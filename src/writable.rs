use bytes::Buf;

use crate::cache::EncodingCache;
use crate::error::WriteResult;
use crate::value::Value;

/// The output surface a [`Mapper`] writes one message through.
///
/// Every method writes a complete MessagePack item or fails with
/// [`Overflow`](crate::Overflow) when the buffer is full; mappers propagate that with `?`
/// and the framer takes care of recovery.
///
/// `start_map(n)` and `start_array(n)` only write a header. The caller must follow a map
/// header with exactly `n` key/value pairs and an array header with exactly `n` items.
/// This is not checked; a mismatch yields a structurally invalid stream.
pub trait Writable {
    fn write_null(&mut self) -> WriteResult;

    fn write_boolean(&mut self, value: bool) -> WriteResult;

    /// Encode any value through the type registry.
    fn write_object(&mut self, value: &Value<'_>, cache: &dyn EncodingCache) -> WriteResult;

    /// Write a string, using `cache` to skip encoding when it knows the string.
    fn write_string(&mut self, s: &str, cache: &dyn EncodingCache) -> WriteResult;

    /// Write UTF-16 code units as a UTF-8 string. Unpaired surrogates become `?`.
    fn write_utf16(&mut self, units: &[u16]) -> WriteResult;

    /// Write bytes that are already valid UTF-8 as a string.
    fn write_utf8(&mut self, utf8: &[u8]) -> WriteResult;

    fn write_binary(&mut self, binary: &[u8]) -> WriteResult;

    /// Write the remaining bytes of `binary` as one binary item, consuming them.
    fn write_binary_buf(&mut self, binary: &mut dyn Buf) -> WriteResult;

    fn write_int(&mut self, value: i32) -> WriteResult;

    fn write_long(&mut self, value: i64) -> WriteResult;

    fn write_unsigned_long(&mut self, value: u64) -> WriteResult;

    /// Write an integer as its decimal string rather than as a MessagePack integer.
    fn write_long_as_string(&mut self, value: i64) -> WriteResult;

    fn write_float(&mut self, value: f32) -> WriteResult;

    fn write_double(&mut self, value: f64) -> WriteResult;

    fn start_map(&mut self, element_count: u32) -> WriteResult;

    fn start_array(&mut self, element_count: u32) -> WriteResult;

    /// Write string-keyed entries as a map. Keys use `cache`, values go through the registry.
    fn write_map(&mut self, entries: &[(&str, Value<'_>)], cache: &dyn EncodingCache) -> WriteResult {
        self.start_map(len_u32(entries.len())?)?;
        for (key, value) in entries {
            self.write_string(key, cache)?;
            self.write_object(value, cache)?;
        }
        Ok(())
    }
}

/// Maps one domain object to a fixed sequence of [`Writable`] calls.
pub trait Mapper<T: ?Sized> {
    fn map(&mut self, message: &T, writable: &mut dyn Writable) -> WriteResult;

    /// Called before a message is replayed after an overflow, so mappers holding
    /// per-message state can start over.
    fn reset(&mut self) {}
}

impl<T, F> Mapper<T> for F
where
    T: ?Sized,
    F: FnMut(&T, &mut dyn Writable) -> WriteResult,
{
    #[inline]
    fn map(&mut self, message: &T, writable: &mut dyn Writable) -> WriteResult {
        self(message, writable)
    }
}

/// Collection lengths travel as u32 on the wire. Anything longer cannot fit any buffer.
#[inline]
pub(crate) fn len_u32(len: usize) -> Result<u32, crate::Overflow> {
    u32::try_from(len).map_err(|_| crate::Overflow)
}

========

Your task:
For every line above that has "EncodingCache" in it, copy the line.

Answer to the exercise:
use crate::cache::EncodingCache;
    fn write_object(&mut self, value: &Value<'_>, cache: &dyn EncodingCache) -> WriteResult;
    fn write_string(&mut self, s: &str, cache: &dyn EncodingCache) -> WriteResult;
    fn write_map(&mut self, entries: &[(&str, Value<'_>)], cache: &dyn EncodingCache) -> WriteResult {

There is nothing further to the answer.